// Copyright (C) 2020-2026  The Blockhouse Technology Limited (TBTL).
//
// This program is free software: you can redistribute it and/or modify it
// under the terms of the GNU Affero General Public License as published by
// the Free Software Foundation, either version 3 of the License, or (at your
// option) any later version.
//
// This program is distributed in the hope that it will be useful, but
// WITHOUT ANY WARRANTY; without even the implied warranty of MERCHANTABILITY
// or FITNESS FOR A PARTICULAR PURPOSE.  See the GNU Affero General Public
// License for more details.
//
// You should have received a copy of the GNU Affero General Public License
// along with this program.  If not, see <https://www.gnu.org/licenses/>.

use bherror::traits::ErrorContext as _;

use crate::{
    percent::percent_decode, Identifier, IdentifierError, IdentifierKind, IdentifierPolicy,
    Result, DEFAULT_DOCUMENT_TYPE_SCHEME, DEFAULT_PARTICIPANT_SCHEME, DEFAULT_PROCESS_SCHEME,
    SCHEME_MAX_LENGTH, URI_SCHEME_VALUE_SEPARATOR,
};

/// The only way to construct an [`Identifier`].
///
/// Every method either returns a fully validated [`Identifier`] or an
/// [`IdentifierError::InvalidFormat`] error.  The checks are, in order:
///
/// 1. the scheme must not contain the `::` separator,
/// 2. the scheme must not be empty,
/// 3. the scheme must have at most [`SCHEME_MAX_LENGTH`] characters (can be disabled),
/// 4. the value must not be empty,
/// 5. the value must have at most [`IdentifierKind::max_value_length`] characters,
/// 6. the value must be representable in [`IdentifierKind::charset`] (can be disabled).
#[derive(Clone, Debug, Default)]
pub struct IdentifierFactory {
    policy: IdentifierPolicy,
}

impl IdentifierFactory {
    /// Creates a factory configured with `policy`.
    pub fn new(policy: IdentifierPolicy) -> Self {
        Self { policy }
    }

    /// The policy of this factory.
    pub fn policy(&self) -> &IdentifierPolicy {
        &self.policy
    }

    /// Validates the `scheme` and the `value` and constructs an [`Identifier`] out of them.
    pub fn create(&self, kind: IdentifierKind, scheme: &str, value: &str) -> Result<Identifier> {
        self.validate_scheme(kind, scheme)?;
        self.validate_value(kind, value)?;

        let normalized_value = self
            .policy
            .case_rules
            .normalize(scheme, value)
            .into_owned();

        Ok(Identifier::new_unchecked(
            kind,
            scheme.to_owned(),
            value.to_owned(),
            normalized_value,
        ))
    }

    /// Parses the `scheme::value` form of an identifier.
    ///
    /// The input is split on the first `::`.
    pub fn parse(&self, kind: IdentifierKind, uri_encoded: &str) -> Result<Identifier> {
        let Some((scheme, value)) = uri_encoded.split_once(URI_SCHEME_VALUE_SEPARATOR) else {
            return Err(bherror::Error::root(IdentifierError::invalid(
                kind,
                format!("missing `{URI_SCHEME_VALUE_SEPARATOR}` separator"),
            )));
        };

        self.create(kind, scheme, value)
    }

    /// Parses the percent-encoded `scheme::value` form of an identifier, e.g.
    /// `iso6523-actorid-upis%3A%3A0088%3A123`.
    pub fn parse_percent_encoded(
        &self,
        kind: IdentifierKind,
        percent_encoded: &str,
    ) -> Result<Identifier> {
        let decoded = percent_decode(kind, percent_encoded)?;
        self.parse(kind, &decoded)
            .ctx(|| format!("percent-encoded input: {percent_encoded}"))
    }

    /// Shortcut for [`IdentifierFactory::create`] with [`IdentifierKind::Participant`].
    pub fn participant(&self, scheme: &str, value: &str) -> Result<Identifier> {
        self.create(IdentifierKind::Participant, scheme, value)
    }

    /// Shortcut for [`IdentifierFactory::create`] with [`IdentifierKind::DocumentType`].
    pub fn document_type(&self, scheme: &str, value: &str) -> Result<Identifier> {
        self.create(IdentifierKind::DocumentType, scheme, value)
    }

    /// Shortcut for [`IdentifierFactory::create`] with [`IdentifierKind::Process`].
    pub fn process(&self, scheme: &str, value: &str) -> Result<Identifier> {
        self.create(IdentifierKind::Process, scheme, value)
    }

    /// Creates a participant identifier with the default Peppol scheme.
    pub fn peppol_participant(&self, value: &str) -> Result<Identifier> {
        self.participant(DEFAULT_PARTICIPANT_SCHEME, value)
    }

    /// Creates a document type identifier with the default Peppol scheme.
    pub fn peppol_document_type(&self, value: &str) -> Result<Identifier> {
        self.document_type(DEFAULT_DOCUMENT_TYPE_SCHEME, value)
    }

    /// Creates a process identifier with the default Peppol scheme.
    pub fn peppol_process(&self, value: &str) -> Result<Identifier> {
        self.process(DEFAULT_PROCESS_SCHEME, value)
    }

    /// Whether `scheme` is a valid scheme for this factory.
    pub fn is_valid_scheme(&self, scheme: &str) -> bool {
        self.check_scheme(scheme).is_ok()
    }

    /// Whether `value` is a valid value of the given kind for this factory.
    pub fn is_valid_value(&self, kind: IdentifierKind, value: &str) -> bool {
        self.check_value(kind, value).is_ok()
    }

    fn validate_scheme(&self, kind: IdentifierKind, scheme: &str) -> Result<()> {
        self.check_scheme(scheme)
            .map_err(|reason| bherror::Error::root(IdentifierError::invalid(kind, reason)))
            .ctx(|| format!("scheme: {scheme}"))
    }

    fn validate_value(&self, kind: IdentifierKind, value: &str) -> Result<()> {
        self.check_value(kind, value)
            .map_err(|reason| bherror::Error::root(IdentifierError::invalid(kind, reason)))
            .ctx(|| format!("value: {value}"))
    }

    // Plain string reasons, the `is_valid_*` predicates must not log.
    fn check_scheme(&self, scheme: &str) -> std::result::Result<(), String> {
        if scheme.contains(URI_SCHEME_VALUE_SEPARATOR) {
            return Err(format!(
                "scheme must not contain `{URI_SCHEME_VALUE_SEPARATOR}`"
            ));
        }

        if scheme.is_empty() {
            return Err("scheme is empty".to_owned());
        }

        let length = scheme.chars().count();
        if self.policy.check_scheme_length && length > SCHEME_MAX_LENGTH {
            return Err(format!(
                "scheme has {length} characters, at most {SCHEME_MAX_LENGTH} are allowed"
            ));
        }

        Ok(())
    }

    fn check_value(&self, kind: IdentifierKind, value: &str) -> std::result::Result<(), String> {
        if value.is_empty() {
            return Err("value is empty".to_owned());
        }

        let length = value.chars().count();
        let max_length = kind.max_value_length();
        if length > max_length {
            return Err(format!(
                "value has {length} characters, at most {max_length} are allowed"
            ));
        }

        let charset = kind.charset();
        if self.policy.check_charset {
            if let Some(c) = value.chars().find(|c| !charset.contains(*c)) {
                return Err(format!("character {c:?} is not representable in {charset}"));
            }
        }

        Ok(())
    }
}

#[cfg(test)]
mod tests {
    use assert_matches::assert_matches;

    use super::*;
    use crate::CaseSensitivityRules;

    fn factory_without_checks() -> IdentifierFactory {
        IdentifierFactory::new(IdentifierPolicy {
            case_rules: CaseSensitivityRules::peppol(),
            check_charset: false,
            check_scheme_length: false,
        })
    }

    #[test]
    fn test_parse_round_trip() {
        let factory = IdentifierFactory::default();
        let cases = [
            (IdentifierKind::Participant, "iso6523-actorid-upis", "0088:ABCdef"),
            (IdentifierKind::Participant, "cs-actorid-upis", "9915:Test"),
            (IdentifierKind::DocumentType, "busdox-docid-qns", "urn:x::Invoice##urn:y::2.1"),
            (IdentifierKind::Process, "cenbii-procid-ubl", "urn:fdc:peppol.eu:2017:poacc:billing:01:1.0"),
        ];

        for (kind, scheme, value) in cases {
            let created = factory.create(kind, scheme, value).unwrap();
            let parsed = factory.parse(kind, &created.to_uri_encoded()).unwrap();

            assert_eq!(parsed.scheme(), scheme);
            assert_eq!(parsed.value(), value);
            assert_eq!(parsed.kind(), kind);
        }
    }

    #[test]
    fn test_parse_splits_on_first_separator() {
        let factory = IdentifierFactory::default();
        let id = factory
            .parse(IdentifierKind::DocumentType, "busdox-docid-qns::a::b::c")
            .unwrap();

        assert_eq!(id.scheme(), "busdox-docid-qns");
        assert_eq!(id.value(), "a::b::c");
    }

    #[test]
    fn test_parse_missing_separator() {
        let factory = IdentifierFactory::default();

        for input in ["iso6523-actorid-upis:0088:123", "", "no-separator"] {
            let err = factory
                .parse(IdentifierKind::Participant, input)
                .unwrap_err();
            assert_matches!(
                err.error,
                IdentifierError::InvalidFormat(IdentifierKind::Participant, _)
            );
        }
    }

    #[test]
    fn test_parse_empty_parts() {
        let factory = IdentifierFactory::default();

        factory
            .parse(IdentifierKind::Participant, "::0088:123")
            .unwrap_err();
        factory
            .parse(IdentifierKind::Participant, "iso6523-actorid-upis::")
            .unwrap_err();
        // an empty value is rejected even when all optional checks are disabled
        factory_without_checks()
            .create(IdentifierKind::Participant, "custom", "")
            .unwrap_err();
    }

    #[test]
    fn test_parse_percent_encoded() {
        let factory = IdentifierFactory::default();
        let id = factory
            .parse_percent_encoded(
                IdentifierKind::Participant,
                "iso6523-actorid-upis%3A%3A0088%3A123",
            )
            .unwrap();

        assert_eq!(id.scheme(), "iso6523-actorid-upis");
        assert_eq!(id.value(), "0088:123");
        assert_eq!(id.to_uri_percent_encoded(), "iso6523-actorid-upis%3A%3A0088%3A123");

        let err = factory
            .parse_percent_encoded(IdentifierKind::Participant, "iso6523-actorid-upis%3A%3A0088%3")
            .unwrap_err();
        assert_matches!(err.error, IdentifierError::InvalidFormat(..));
    }

    #[test]
    fn test_scheme_with_separator_rejected_before_other_checks() {
        let factory = IdentifierFactory::default();
        let long_scheme_with_separator = format!("{}::x", "a".repeat(40));

        let err = factory
            .create(IdentifierKind::Participant, &long_scheme_with_separator, "v")
            .unwrap_err();
        assert_matches!(
            err.error,
            IdentifierError::InvalidFormat(_, ref reason) if reason.contains("must not contain")
        );

        // disabling the checks does not make the separator acceptable
        factory_without_checks()
            .create(IdentifierKind::Participant, "a::b", "v")
            .unwrap_err();
    }

    #[test]
    fn test_scheme_length_boundary() {
        let factory = IdentifierFactory::default();
        let scheme_25 = "s".repeat(25);
        let scheme_26 = "s".repeat(26);

        factory
            .create(IdentifierKind::Participant, &scheme_25, "v")
            .unwrap();
        factory
            .create(IdentifierKind::Participant, &scheme_26, "v")
            .unwrap_err();

        factory_without_checks()
            .create(IdentifierKind::Participant, &scheme_26, "v")
            .unwrap();
        assert!(!factory.is_valid_scheme(&scheme_26));
        assert!(factory.is_valid_scheme(&scheme_25));
    }

    #[test]
    fn test_value_length_boundaries() {
        let factory = IdentifierFactory::default();

        for kind in [
            IdentifierKind::Participant,
            IdentifierKind::DocumentType,
            IdentifierKind::Process,
        ] {
            let max = kind.max_value_length();

            factory
                .create(kind, "some-scheme", &"v".repeat(max))
                .unwrap();
            let err = factory
                .create(kind, "some-scheme", &"v".repeat(max + 1))
                .unwrap_err();
            assert_matches!(err.error, IdentifierError::InvalidFormat(k, _) if k == kind);
        }

        assert_eq!(IdentifierKind::Participant.max_value_length(), 50);
        assert_eq!(IdentifierKind::DocumentType.max_value_length(), 500);
        assert_eq!(IdentifierKind::Process.max_value_length(), 200);
    }

    #[test]
    fn test_value_charset() {
        let factory = IdentifierFactory::default();

        // participants are US-ASCII only
        factory
            .create(IdentifierKind::Participant, "custom-actorid", "caf\u{e9}")
            .unwrap_err();
        // document types and processes accept ISO-8859-1
        factory
            .create(IdentifierKind::DocumentType, "custom-docid", "caf\u{e9}")
            .unwrap();
        factory
            .create(IdentifierKind::Process, "custom-procid", "caf\u{e9}")
            .unwrap();
        factory
            .create(IdentifierKind::Process, "custom-procid", "price in \u{20ac}")
            .unwrap_err();

        // unless the charset check is disabled
        factory_without_checks()
            .create(IdentifierKind::Participant, "custom-actorid", "caf\u{e9}")
            .unwrap();
        factory_without_checks()
            .create(IdentifierKind::Process, "custom-procid", "price in \u{20ac}")
            .unwrap();
    }

    #[test]
    fn test_peppol_shortcuts() {
        let factory = IdentifierFactory::default();

        let participant = factory.peppol_participant("0088:123").unwrap();
        assert_eq!(participant.scheme(), DEFAULT_PARTICIPANT_SCHEME);
        assert_eq!(participant.kind(), IdentifierKind::Participant);

        let doc_type = factory.peppol_document_type("urn:x::Invoice").unwrap();
        assert_eq!(doc_type.scheme(), DEFAULT_DOCUMENT_TYPE_SCHEME);
        assert_eq!(doc_type.kind(), IdentifierKind::DocumentType);

        let process = factory.peppol_process("urn:proc").unwrap();
        assert_eq!(process.scheme(), DEFAULT_PROCESS_SCHEME);
        assert_eq!(process.kind(), IdentifierKind::Process);
    }

    #[test]
    fn test_custom_case_rules() {
        let factory = IdentifierFactory::new(IdentifierPolicy {
            case_rules: CaseSensitivityRules::all_case_sensitive(),
            ..IdentifierPolicy::default()
        });

        let upper = factory.peppol_participant("0088:ABC").unwrap();
        let lower = factory.peppol_participant("0088:abc").unwrap();

        assert!(!upper.has_same_content(&lower));
    }
}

****************************************

## Action item
When the line containing "copy of the GNU Affero General Public License" is reached, include it and stop. Until then, output each line of the entries exactly as given, starting from the first.

## Result below
// Copyright (C) 2020-2026  The Blockhouse Technology Limited (TBTL).
//
// This program is free software: you can redistribute it and/or modify it
// under the terms of the GNU Affero General Public License as published by
// the Free Software Foundation, either version 3 of the License, or (at your
// option) any later version.
//
// This program is distributed in the hope that it will be useful, but
// WITHOUT ANY WARRANTY; without even the implied warranty of MERCHANTABILITY
// or FITNESS FOR A PARTICULAR PURPOSE.  See the GNU Affero General Public
// License for more details.
//
// You should have received a copy of the GNU Affero General Public License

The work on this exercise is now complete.